The most popularized forms of violence within rap music are those acts of violence perpetuated by black males against other black males (see Cave, et. al, 2006; Hari, 2002; Hiatt, 2005; Mitchell & Johnson, 2005). This intra-racial violence is commonly referred to as horizontal violence and/or intrinsic violence (Fanon, 1963; Roberts, 2004). It is Neil Roberts (2004) who defines intrinsic violence in juxtaposition with instrumental violence (anti-hegemonic/vertical) by suggesting “in contrast to instrumental violence, [intrinsic violence] refers to a metaphysical concept in which the act of either random irrational or calculated rational violence itself contains inherent value” (p. 146). Frantz Fanon (1963) uses a psychological approach to introducing intrinsic violence through a discussion on the freedom experience that dreams provide the oppressed. Fanon’s argument is that while dreaming the oppressed individual experiences a freedom of motion through physical acts of running, jumping, and climbing. Once the dream is finished, the oppressed individual exiting repose first exercises this physicality against his own people. Because the colonizer/oppressor is much an exhibitionist with power, and as a result an intimidating force, “the muscular tension of the colonized periodically erupts into bloody fighting between tribes, clans, and individuals” (p. 17).
Anthony Pinn (1999) suggests that a condition of absurdity plagues severe economically deprived communities. He defines absurdity as a phenomenon that “connotes alienation from self, and leads to a collapse of self-esteem” (p.10). He continues by stating that self-hatred, which is manifested in Black-on-Black crime, is a result of inhabiting in a state of absurdity. The hostile environment essentially creates absurdity that many inner-city Black Americans face as a result of economic malaise and institutional and political racism. Pinn (1999) does an excellent job in connecting the notion of absurdity with the awesome defects of ghetto life. However, what he does even better is that he connects these traumatic situations in the Black community with the need for renewed combat and a new vision for the Black community. He offers both gangsta rap and progressive rap as a rhetorical means for social transformation.
This black-on-black violence is thoroughly documented throughout the chronicles of Hip-Hop culture and rap narratives. A mere 10 years ago intrinsic violence reached its peak within the Hip-Hop culture with the deaths of Tupac Shakur and The Notorious B.I.G. in an intense, media-infused, East Coast/West Coast rap war. To date, this is the most unequivocal example of the intensity and tragedy of intrinsic violence within Hip-Hop. It is still important to not that though not as publicized, there were violent deaths of rap artists before Tupac and Biggie and rappers have met violent deaths afterward as well. One of the latest violent deaths being that of Detroit-rapper, Proof, Eminem’s hype man and member of the popular rap group D-12 (Cohen, 2006; Zahlaway, 2006).
Opposite Fanon’s (1963) psychological approach to understanding intra-racial violence, Arthur Pressley (1992) opts to take a more cultural approach to the problem. Placing more of an emphasis on the culture of impoverished inner-city communities, it becomes important to note that in 1978, the same period as the birth of Hip-Hop, death figures for black men were around 37,000 a year (Pressley, 1992).

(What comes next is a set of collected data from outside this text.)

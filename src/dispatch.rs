use crate::handler_storage::HandlerStorage;
use crate::launcher::ProcessLauncher;
use once_cell::sync::Lazy;
use regex::Regex;
use std::path::Path;
use url::Url;

static FULLY_QUOTED: Lazy<Regex> = Lazy::new(|| Regex::new(r#"^".*"$"#).expect("valid quote regex"));

/// Query parameter carrying the forwarded link.
pub const PAYLOAD_PARAM: &str = "url";

/// Extract the executable path from a registered command line template such
/// as `"C:\path\app.exe" "%1"`.
///
/// The heuristic assumes the path ends with an ASCII letter and that the
/// arguments follow it directly: everything after the last letter is cut,
/// then leading quotes are stripped. Inputs without any letter are only
/// unquoted. Paths ending in a digit or containing letters in their
/// arguments come out wrong; callers treat this as a known limitation.
pub fn strip_call(command: &str) -> String {
    let mut result = match command.rfind(|c: char| c.is_ascii_alphabetic()) {
        Some(idx) => &command[..=idx],
        None => command,
    };
    while let Some(rest) = result.strip_prefix('"') {
        result = rest;
    }
    result.to_string()
}

/// Wrap `s` in double quotes unless the whole string already is.
pub fn quote(s: &str) -> String {
    if FULLY_QUOTED.is_match(s) {
        s.to_string()
    } else {
        format!("\"{s}\"")
    }
}

/// A parsed `scheme://game/...?url=<payload>` link.
#[derive(Debug, Clone, Default, PartialEq, Eq)]
pub struct ModLink {
    pub game: String,
    pub payload: String,
}

/// Split a scheme link into the game it targets and the decoded payload.
///
/// Unparseable input produces empty fields rather than an error.
pub fn parse_link(raw: &str) -> ModLink {
    let url = match Url::parse(raw) {
        Ok(url) => url,
        Err(e) => {
            tracing::warn!("failed to parse link {raw}: {e}");
            return ModLink::default();
        }
    };
    let game = url.host_str().unwrap_or_default().to_string();
    let payload = url
        .query()
        .and_then(|q| query_value(q, PAYLOAD_PARAM))
        .unwrap_or_default();
    ModLink { game, payload }
}

fn query_value(query: &str, key: &str) -> Option<String> {
    query.split('&').find_map(|pair| {
        let (k, v) = pair.split_once('=').unwrap_or((pair, ""));
        (k == key).then(|| String::from_utf8_lossy(&urlencoding::decode_binary(v.as_bytes())).into_owned())
    })
}

/// Find the handler registered for `game`.
pub fn resolve_executable(game: &str, storage: &HandlerStorage) -> Option<String> {
    storage.get_handler(game)
}

/// Launch `executable` with `arguments` followed by the quoted `link`.
///
/// Launch failures are logged; the return value only reports whether the
/// launcher accepted the request.
pub fn handle_link(
    launcher: &dyn ProcessLauncher,
    executable: &str,
    arguments: &str,
    link: &str,
) -> bool {
    let quoted_executable = quote(executable);
    let quoted_link = quote(link);
    let parameters = format!("{arguments} {quoted_link}");
    let working_dir = working_dir_of(executable);
    tracing::debug!("launching {quoted_executable} {parameters}");
    match launcher.launch(&quoted_executable, &parameters, &working_dir) {
        Ok(()) => true,
        Err(e) => {
            tracing::error!("failed to launch {quoted_executable}: {e}");
            false
        }
    }
}

fn working_dir_of(executable: &str) -> std::path::PathBuf {
    let unquoted = executable.trim_matches('"');
    let dir = Path::new(unquoted)
        .parent()
        .filter(|p| !p.as_os_str().is_empty())
        .unwrap_or_else(|| Path::new("."));
    std::path::absolute(dir).unwrap_or_else(|_| dir.to_path_buf())
}

/// What [`dispatch_link`] ended up doing.
#[derive(Debug, Clone, PartialEq, Eq)]
pub struct DispatchOutcome {
    pub link: ModLink,
    pub executable: String,
    pub used_fallback: bool,
    pub launched: bool,
}

/// Resolve the handler for `raw_link` and forward its payload.
///
/// The registered handler for the link's game wins; without one (or without
/// a loaded storage) `fallback` receives the link.
pub fn dispatch_link(
    storage: Option<&HandlerStorage>,
    launcher: &dyn ProcessLauncher,
    raw_link: &str,
    arguments: &str,
    fallback: &Path,
) -> DispatchOutcome {
    let link = parse_link(raw_link);
    let found = storage
        .and_then(|s| resolve_executable(&link.game, s))
        .filter(|exe| !exe.is_empty());
    let used_fallback = found.is_none();
    let executable = found.unwrap_or_else(|| fallback.to_string_lossy().into_owned());
    if used_fallback {
        tracing::info!("no handler for game '{}', using {executable}", link.game);
    }
    let launched = handle_link(launcher, &executable, arguments, &link.payload);
    DispatchOutcome {
        link,
        executable,
        used_fallback,
        launched,
    }
}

These deaths are illustrated as “920 suicides, 650 homicides, 20,000 deaths from cardiovascular disease and 500 deaths from cirrhosis of the liver” (p. 93); remaining deaths were distributed between prisons and hospital drug treatment facilities. Sharing this stance with Pressley (1992), Rose (1994) reminds us “poor people learn from experience when and how explicitly they can express their discontent” (p. 99). So, whether using indirection, signification, other forms of metaphor, or direct verbal confrontation, American blacks have consistently resisted the hegemonic powers that be. In essence, the dances, languages, and musics produce communal bases of knowledge about social conditions, communal interpretations of them and quite often serve as the cultural glue that fosters communal resistance (Fanon, 1963; Rose, 1994). Though total black resistance is duly noted, the vehicle of rap music and Hip-Hop culture is characteristically masculine. Kitwana (2003) offers the idea that “rap music has given young Black males {italics added} a primary avenue through which to access public space” (p. 87). It is Eithne Quinn (2005) who proffers the notion that “gangsta rap is seen both to reflect and to be constitutive of the worsening problems facing African-American communities and especially young black men” (p. 19). It is this collective scholarly emphasis on black masculinity, within Hip-Hop culture more specifically, and African-American resistance more generally, that create a catalyst for research dedicated to uncovering phenomena concerning black masculinity. As an astute advocate the feminist movement, bell hooks (2004) comments on the paucity and/or whimsical treatment of black masculinity in contemporary research on black men. She notes “the absence of this work stands as further testimony validating the contention that the plight of black men is not taken seriously” (p. xvi). hooks’ (2004) concern, being quite valid, provides significant reason for brief examination of black masculinity and resistance.